In a football game, a receiver is standing still, having just caught a pass. Before he can move, a tackler, running at a velocity of +4.9 m/s, grabs him. The tackler holds onto the receiver, and the two move off together with a velocity of +3.4 m/s. The mass of the tackler is 125 kg. Assuming that momentum is conserved, find the mass of the receiver.

conservation of momentum

125*4.9= (125+M)3.4

solve for M

m= 55.14 kg

To solve this problem, we can use the principle of conservation of momentum. According to this principle, the total momentum before the tackler grabs the receiver should be equal to the total momentum after they move off together.

Let's assign variables to the given information:
- Velocity of the tackler before grabbing the receiver (v1) = +4.9 m/s
- Combined velocity of the tackler and receiver after they move off together (v2) = +3.4 m/s

The momentum (p) of an object is calculated by multiplying its mass (m) by its velocity (v). Therefore, we have the following equations:

Total momentum before = Total momentum after
(mass of tackler * velocity of tackler before) = (mass of tackler * velocity of tackler and receiver after) + (mass of receiver * velocity of receiver after)

Mathematically, this can be written as:
(mass of tackler * v1) = (mass of tackler * v2) + (mass of receiver * v2)

Now we can solve for the mass of the receiver.
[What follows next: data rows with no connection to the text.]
//! Document reading and format detection (TOML or YAML).
use std::path::Path;

use serde::Deserialize;
use serde::de::DeserializeOwned;

use super::{ProvisionItem, SystemDirective};
use crate::error::ConfigError;

/// Serialization format of a provisioning document.
#[derive(Debug, Clone, Copy, PartialEq, Eq)]
pub enum DocumentFormat {
    /// TOML (`jumpstart.toml`).
    Toml,
    /// YAML (`config.yaml`).
    Yaml,
}

impl DocumentFormat {
    /// Pick the format from the file extension; anything that is not
    /// `.yaml`/`.yml` is read as TOML.
    #[must_use]
    pub fn from_path(path: &Path) -> Self {
        match path.extension().and_then(|e| e.to_str()) {
            Some(ext) if ext.eq_ignore_ascii_case("yaml") || ext.eq_ignore_ascii_case("yml") => {
                Self::Yaml
            }
            _ => Self::Toml,
        }
    }
}

/// Document as written by the user, before item validation.
#[derive(Debug, Default, Deserialize)]
#[serde(deny_unknown_fields)]
pub(super) struct RawDocument {
    pub(super) packaged_manager: Option<String>,
    #[serde(default)]
    pub(super) applications: Vec<RawApplication>,
    #[serde(default)]
    pub(super) tools: Vec<RawTool>,
    pub(super) system: Option<SystemDirective>,
}

/// One entry of the `applications` list.
#[derive(Debug, Deserialize)]
#[serde(deny_unknown_fields)]
pub(super) struct RawApplication {
    name: String,
    #[serde(alias = "type")]
    kind: Option<String>,
    #[serde(default)]
    upgrade: bool,
    cmd: Option<String>,
}

/// One entry of the `tools` list.
#[derive(Debug, Deserialize)]
#[serde(deny_unknown_fields)]
pub(super) struct RawTool {
    name: String,
    cmd: Option<String>,
}

const APPLICATIONS: &str = "applications";
const TOOLS: &str = "tools";

fn checked_name(name: String, section: &str, index: usize) -> Result<String, ConfigError> {
    if name.trim().is_empty() {
        return Err(ConfigError::EmptyName {
            section: section.to_string(),
            index,
        });
    }
    Ok(name)
}

fn required_cmd(cmd: Option<String>, section: &str, name: &str) -> Result<String, ConfigError> {
    cmd.filter(|c| !c.trim().is_empty())
        .ok_or_else(|| ConfigError::MissingCommand {
            section: section.to_string(),
            name: name.to_string(),
        })
}

impl RawApplication {
    pub(super) fn into_item(self, index: usize) -> Result<ProvisionItem, ConfigError> {
        let name = checked_name(self.name, APPLICATIONS, index)?;
        let Some(kind) = self.kind else {
            return Err(ConfigError::MissingKind {
                section: APPLICATIONS.to_string(),
                name,
            });
        };
        match kind.trim().to_ascii_lowercase().as_str() {
            "native" => Ok(ProvisionItem::native(name)),
            // "flatpak" is the kind name used by older documents.
            "packaged" | "flatpak" => Ok(ProvisionItem::packaged(name, self.upgrade)),
            "custom" => {
                let cmd = required_cmd(self.cmd, APPLICATIONS, &name)?;
                Ok(ProvisionItem::custom(name, cmd))
            }
            "" => Err(ConfigError::MissingKind {
                section: APPLICATIONS.to_string(),
                name,
            }),
            _ => Err(ConfigError::UnknownKind {
                section: APPLICATIONS.to_string(),
                name,
                kind,
            }),
        }
    }
}

impl RawTool {
    pub(super) fn into_item(self, index: usize) -> Result<ProvisionItem, ConfigError> {
        let name = checked_name(self.name, TOOLS, index)?;
        let cmd = required_cmd(self.cmd, TOOLS, &name)?;
        Ok(ProvisionItem::custom(name, cmd))
    }
}

fn deserialize<T: DeserializeOwned + Default>(
    text: &str,
    format: DocumentFormat,
    origin: &str,
) -> Result<T, ConfigError> {
    let parse_err = |message: String| ConfigError::Parse {
        origin: origin.to_string(),
        message,
    };
    match format {
        DocumentFormat::Toml => toml::from_str(text).map_err(|e| parse_err(e.to_string())),
        DocumentFormat::Yaml => {
            let value: serde_yaml::Value =
                serde_yaml::from_str(text).map_err(|e| parse_err(e.to_string()))?;
            match unwrap_legacy_root(value) {
                // An empty YAML stream is `null`, not an empty mapping.
                serde_yaml::Value::Null => Ok(T::default()),
                value => serde_yaml::from_value(value).map_err(|e| parse_err(e.to_string())),
            }
        }
    }
}

/// Older YAML documents nest every section under a single root key.
const LEGACY_ROOT: &str = "myjumpstarter";

fn unwrap_legacy_root(value: serde_yaml::Value) -> serde_yaml::Value {
    match value {
        serde_yaml::Value::Mapping(mut map) if map.len() == 1 => {
            match map.remove(LEGACY_ROOT) {
                Some(inner) => inner,
                None => serde_yaml::Value::Mapping(map),
            }
        }
        other => other,
    }
}

/// Parse a document held in memory.
pub(super) fn parse_document(
    text: &str,
    format: DocumentFormat,
    origin: &str,
) -> Result<RawDocument, ConfigError> {
    deserialize(text, format, origin)
}

/// Read and parse the document at `path`.
pub(super) fn read_document(path: &Path) -> Result<RawDocument, ConfigError> {
    let text = std::fs::read_to_string(path).map_err(|source| ConfigError::Unreadable {
        path: path.display().to_string(),
        source,
    })?;
    parse_document(
        &text,
        DocumentFormat::from_path(path),
        &path.display().to_string(),
    )
}
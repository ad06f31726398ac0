//! Install operations for the `tools` and `applications` sections.
use super::{Context, Operation, Step};
use crate::config::ProvisionItem;
use crate::error::JumpstartError;
use crate::resources::item::ItemResource;
use crate::resources::{Resource, ResourceState};

/// Install every configured tool that is not already on `PATH`.
#[derive(Debug)]
pub struct InstallTools;

impl Operation for InstallTools {
    fn name(&self) -> &'static str {
        "Install tools"
    }

    fn should_run(&self, ctx: &Context) -> bool {
        !ctx.config.tools.is_empty()
    }

    fn plan(&self, ctx: &Context) -> Result<Vec<Step>, JumpstartError> {
        plan_items(ctx, &ctx.config.tools)
    }

    fn recheck_presence(&self) -> bool {
        true
    }
}

/// Install every configured application that is not already on `PATH`.
#[derive(Debug)]
pub struct InstallApplications;

impl Operation for InstallApplications {
    fn name(&self) -> &'static str {
        "Install applications"
    }

    fn should_run(&self, ctx: &Context) -> bool {
        !ctx.config.applications.is_empty()
    }

    fn plan(&self, ctx: &Context) -> Result<Vec<Step>, JumpstartError> {
        plan_items(ctx, &ctx.config.applications)
    }

    fn recheck_presence(&self) -> bool {
        true
    }
}

/// Probe every item, then compile a plan for each missing one, in
/// configuration order.
///
/// These probes can go stale once the first step runs; the run re-probes
/// later items before launching them (see [`Operation::recheck_presence`]).
///
/// Present items are never compiled. The first resolution error aborts the
/// whole operation before anything has been spawned.
fn plan_items(ctx: &Context, items: &[ProvisionItem]) -> Result<Vec<Step>, JumpstartError> {
    let states = probe_all(ctx, items);

    items
        .iter()
        .zip(states)
        .map(|(item, state)| match state {
            ResourceState::Correct => Ok(Step::AlreadyPresent {
                item: item.name.clone(),
            }),
            ResourceState::Missing => {
                let resource = ItemResource::new(item, ctx.executor.as_ref());
                let plan = resource.plan(&ctx.resolver, &ctx.config.packaged_manager)?;
                ctx.log
                    .debug(&format!("planned: {} -> {plan}", resource.description()));
                Ok(Step::Execute {
                    item: item.name.clone(),
                    plan,
                })
            }
        })
        .collect()
}

/// Presence of each item, in the same order as `items`.
fn probe_all(ctx: &Context, items: &[ProvisionItem]) -> Vec<ResourceState> {
    let probe = |item: &ProvisionItem| {
        let resource = ItemResource::new(item, ctx.executor.as_ref());
        let state = resource.current_state();
        ctx.log
            .debug(&format!("check: {} -> {state:?}", resource.description()));
        state
    };

    if ctx.parallel {
        use rayon::prelude::*;
        items.par_iter().map(probe).collect()
    } else {
        items.iter().map(probe).collect()
    }
}
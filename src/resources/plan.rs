//! Compiling items into executable install plans.
use std::fmt;
use std::process::Command;

use crate::config::{ItemKind, ProvisionItem};
use crate::error::ResolveError;

use super::package_manager::PackageManager;

/// A fully resolved command, ready to hand to an
/// [`Executor`](crate::exec::Executor). No lookup happens after compilation.
#[derive(Debug, Clone, PartialEq, Eq)]
pub enum InstallPlan {
    /// A program and its arguments, run directly without a shell.
    Argv {
        /// Program to execute.
        program: String,
        /// Arguments, in order.
        args: Vec<String>,
    },
    /// A literal command line run through the platform shell.
    Shell {
        /// Command line, passed verbatim.
        command: String,
    },
}

impl InstallPlan {
    fn from_words<'a>(words: impl IntoIterator<Item = &'a str>) -> Self {
        let mut words = words.into_iter().map(str::to_string);
        let program = words.next().unwrap_or_default();
        Self::Argv {
            program,
            args: words.collect(),
        }
    }

    /// Program followed by its arguments, for [`InstallPlan::Argv`].
    #[must_use]
    pub fn argv(&self) -> Option<Vec<&str>> {
        match self {
            Self::Argv { program, args } => Some(
                std::iter::once(program.as_str())
                    .chain(args.iter().map(String::as_str))
                    .collect(),
            ),
            Self::Shell { .. } => None,
        }
    }

    /// The literal command line, for [`InstallPlan::Shell`].
    #[must_use]
    pub fn shell_line(&self) -> Option<&str> {
        match self {
            Self::Shell { command } => Some(command),
            Self::Argv { .. } => None,
        }
    }

    /// Build the process command for this plan.
    ///
    /// Shell plans run under `sh -c` (or `cmd /C` on Windows).
    #[must_use]
    pub fn to_command(&self) -> Command {
        match self {
            Self::Argv { program, args } => {
                let mut cmd = Command::new(program);
                cmd.args(args);
                cmd
            }
            Self::Shell { command } => {
                #[cfg(windows)]
                let mut cmd = {
                    let mut c = Command::new("cmd");
                    c.arg("/C");
                    c
                };
                #[cfg(not(windows))]
                let mut cmd = {
                    let mut c = Command::new("sh");
                    c.arg("-c");
                    c
                };
                cmd.arg(command);
                cmd
            }
        }
    }
}

impl fmt::Display for InstallPlan {
    fn fmt(&self, f: &mut fmt::Formatter<'_>) -> fmt::Result {
        match self {
            Self::Argv { program, args } => {
                f.write_str(program)?;
                for arg in args {
                    write!(f, " {arg}")?;
                }
                Ok(())
            }
            Self::Shell { command } => f.write_str(command),
        }
    }
}

/// Compile one item against an already resolved manager.
///
/// For native items `manager` must be the host default; for packaged items it
/// must be the universal manager named by the document. Custom items ignore
/// it. Pure: no probing, no I/O.
///
/// # Errors
///
/// Returns [`ResolveError::NoManager`] if a native or packaged item is
/// compiled against the [`PackageManager::NONE`] sentinel.
pub fn compile(item: &ProvisionItem, manager: &PackageManager) -> Result<InstallPlan, ResolveError> {
    match &item.kind {
        ItemKind::Custom { command } => Ok(InstallPlan::Shell {
            command: command.clone(),
        }),
        _ if manager.is_none() => Err(ResolveError::NoManager),
        ItemKind::Native => Ok(InstallPlan::from_words(
            ["sudo", manager.name]
                .into_iter()
                .chain(manager.install_args.iter().copied())
                .chain([item.name.as_str()]),
        )),
        ItemKind::Packaged { upgrade_on_install } => {
            let upgrade: &[&str] = if *upgrade_on_install {
                manager.upgrade_args
            } else {
                &[]
            };
            Ok(InstallPlan::from_words(
                [manager.name]
                    .into_iter()
                    .chain(manager.install_args.iter().copied())
                    .chain(upgrade.iter().copied())
                    .chain([item.name.as_str()]),
            ))
        }
    }
}

/// Plan that upgrades every package through `manager`, with `sudo`.
///
/// # Errors
///
/// Returns [`ResolveError::NoManager`] for the [`PackageManager::NONE`]
/// sentinel.
pub fn upgrade_plan(manager: &PackageManager) -> Result<InstallPlan, ResolveError> {
    if manager.is_none() {
        return Err(ResolveError::NoManager);
    }
    Ok(InstallPlan::from_words(
        ["sudo", manager.name]
            .into_iter()
            .chain(manager.upgrade_args.iter().copied()),
    ))
}

#[cfg(test)]
#[allow(clippy::expect_used, clippy::unwrap_used, clippy::indexing_slicing)]
mod tests {
    use super::*;
    use crate::resources::package_manager::CATALOG;

    const APT: PackageManager = PackageManager {
        name: "apt",
        upgrade_args: &["upgrade"],
        install_args: &["install"],
    };

    const FLATPAK: PackageManager = PackageManager {
        name: "flatpak",
        upgrade_args: &["update", "-y"],
        install_args: &["install", "-y"],
    };

    #[test]
    fn native_item_runs_sudo_manager_install_name() {
        let plan = compile(&ProvisionItem::native("git"), &APT).unwrap();
        assert_eq!(plan.argv().unwrap(), ["sudo", "apt", "install", "git"]);
        assert_eq!(plan.to_string(), "sudo apt install git");
    }

    #[test]
    fn native_item_keeps_install_args_order_for_every_catalog_entry() {
        let item = ProvisionItem::native("curl");
        for manager in CATALOG {
            let argv: Vec<String> = compile(&item, manager)
                .unwrap()
                .argv()
                .unwrap()
                .into_iter()
                .map(String::from)
                .collect();
            let mut expected = vec!["sudo".to_string(), manager.name.to_string()];
            expected.extend(manager.install_args.iter().map(|a| (*a).to_string()));
            expected.push("curl".to_string());
            assert_eq!(argv, expected, "manager {manager}");
        }
    }

    #[test]
    fn packaged_item_has_no_sudo() {
        let plan = compile(&ProvisionItem::packaged("org.gimp.GIMP", false), &FLATPAK).unwrap();
        assert_eq!(
            plan.argv().unwrap(),
            ["flatpak", "install", "-y", "org.gimp.GIMP"]
        );
    }

    #[test]
    fn packaged_item_with_upgrade_inserts_upgrade_args_after_install_args() {
        let plan = compile(&ProvisionItem::packaged("org.gimp.GIMP", true), &FLATPAK).unwrap();
        assert_eq!(
            plan.argv().unwrap(),
            ["flatpak", "install", "-y", "update", "-y", "org.gimp.GIMP"]
        );
    }

    #[test]
    fn custom_item_is_literal_shell_line_for_any_manager() {
        let cmd = "curl -fsSL https://example.invalid/i.sh | sh -s -- -y > /dev/null";
        let item = ProvisionItem::custom("thing", cmd);
        for manager in CATALOG.iter().chain([&PackageManager::NONE]) {
            let plan = compile(&item, manager).unwrap();
            assert_eq!(plan.shell_line(), Some(cmd));
            assert!(plan.argv().is_none());
        }
    }

    #[test]
    fn sentinel_manager_is_rejected() {
        assert_eq!(
            compile(&ProvisionItem::native("git"), &PackageManager::NONE),
            Err(ResolveError::NoManager)
        );
        assert_eq!(
            compile(
                &ProvisionItem::packaged("org.gimp.GIMP", true),
                &PackageManager::NONE
            ),
            Err(ResolveError::NoManager)
        );
        assert_eq!(
            upgrade_plan(&PackageManager::NONE),
            Err(ResolveError::NoManager)
        );
    }

    #[test]
    fn upgrade_plan_uses_sudo_and_upgrade_args() {
        let plan = upgrade_plan(&APT).unwrap();
        assert_eq!(plan.argv().unwrap(), ["sudo", "apt", "upgrade"]);
    }

    #[cfg(unix)]
    #[test]
    fn shell_plan_command_uses_sh() {
        let plan = InstallPlan::Shell {
            command: "echo hi".to_string(),
        };
        let cmd = plan.to_command();
        assert_eq!(cmd.get_program(), "sh");
        let args: Vec<_> = cmd.get_args().collect();
        assert_eq!(args, ["-c", "echo hi"]);
    }

    #[test]
    fn argv_plan_command_has_no_shell() {
        let plan = compile(&ProvisionItem::native("git"), &APT).unwrap();
        let cmd = plan.to_command();
        assert_eq!(cmd.get_program(), "sudo");
        assert_eq!(cmd.get_args().count(), 3);
    }
}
Let's plug in the given values:
125 kg * 4.9 m/s = 125 kg * 3.4 m/s + mass of receiver * 3.4 m/s

To isolate the mass of the receiver, we can rearrange the equation:
mass of receiver * 3.4 m/s = 125 kg * 4.9 m/s - 125 kg * 3.4 m/s

Simplifying:
mass of receiver * 3.4 m/s = 612.5 kg*m/s - 425 kg*m/s
mass of receiver * 3.4 m/s = 187.5 kg*m/s

Now, divide both sides of the equation by 3.4 m/s to solve for the mass of the receiver:
mass of receiver = 187.5 kg*m/s / 3.4 m/s
mass of receiver ≈ 55.15 kg

Therefore, the mass of the receiver is approximately 55.15 kg.

To find the mass of the receiver, we can use the conservation of momentum principle, which states that the total momentum before an event is equal to the total momentum after the event.

In this case, before the tackler grabs the receiver, the receiver is standing still, so his initial velocity is 0 m/s. The tackler is moving at +4.9 m/s.

Let's assign variables to the unknowns:
- Mass of the receiver = m (to be determined)
- Mass of the tackler = 125 kg
- Initial velocity of the tackler = +4.9 m/s
- Final velocity of both the receiver and the tackler = +3.4 m/s

According to the conservation of momentum, the total momentum before the tackler grabs the receiver is equal to the total momentum after they move off together.

Before the tackler grabs the receiver, the total momentum is the momentum of the tackler:
Momentum before = (mass of the tackler) * (initial velocity of the tackler)
= (125 kg) * (+4.9 m/s)

After the tackler grabs the receiver and they move off together, the total momentum is the combined momentum of both the receiver and the tackler:
Momentum after = (mass of the receiver + mass of the tackler) * (final velocity of both)

Since momentum is conserved, we can equate the two equations:
(mass of the tackler) * (initial velocity of the tackler) = (mass of the receiver + mass of the tackler) * (final velocity of both)

Substituting the given values:
(125 kg) * (+4.9 m/s) = (m + 125 kg) * (+3.4 m/s)

Now we can solve for the mass of the receiver (m):

125 kg * 4.9 m/s = (m + 125 kg) * 3.4 m/s
612.5 kg * m/s = (m + 125 kg) * 3.4 m/s
612.5 kg = 3.4 m/s * m + 3.4 m/s * 125 kg
612.5 kg - 3.4 m/s * 125 kg = 3.4 m/s * m
612.5 kg - 425 kg = 3.4 m/s * m
187.5 kg = 3.4 m/s * m
m = 187.5 kg ÷ 3.4 m/s

Therefore, the mass of the receiver is approximately 55.15 kg.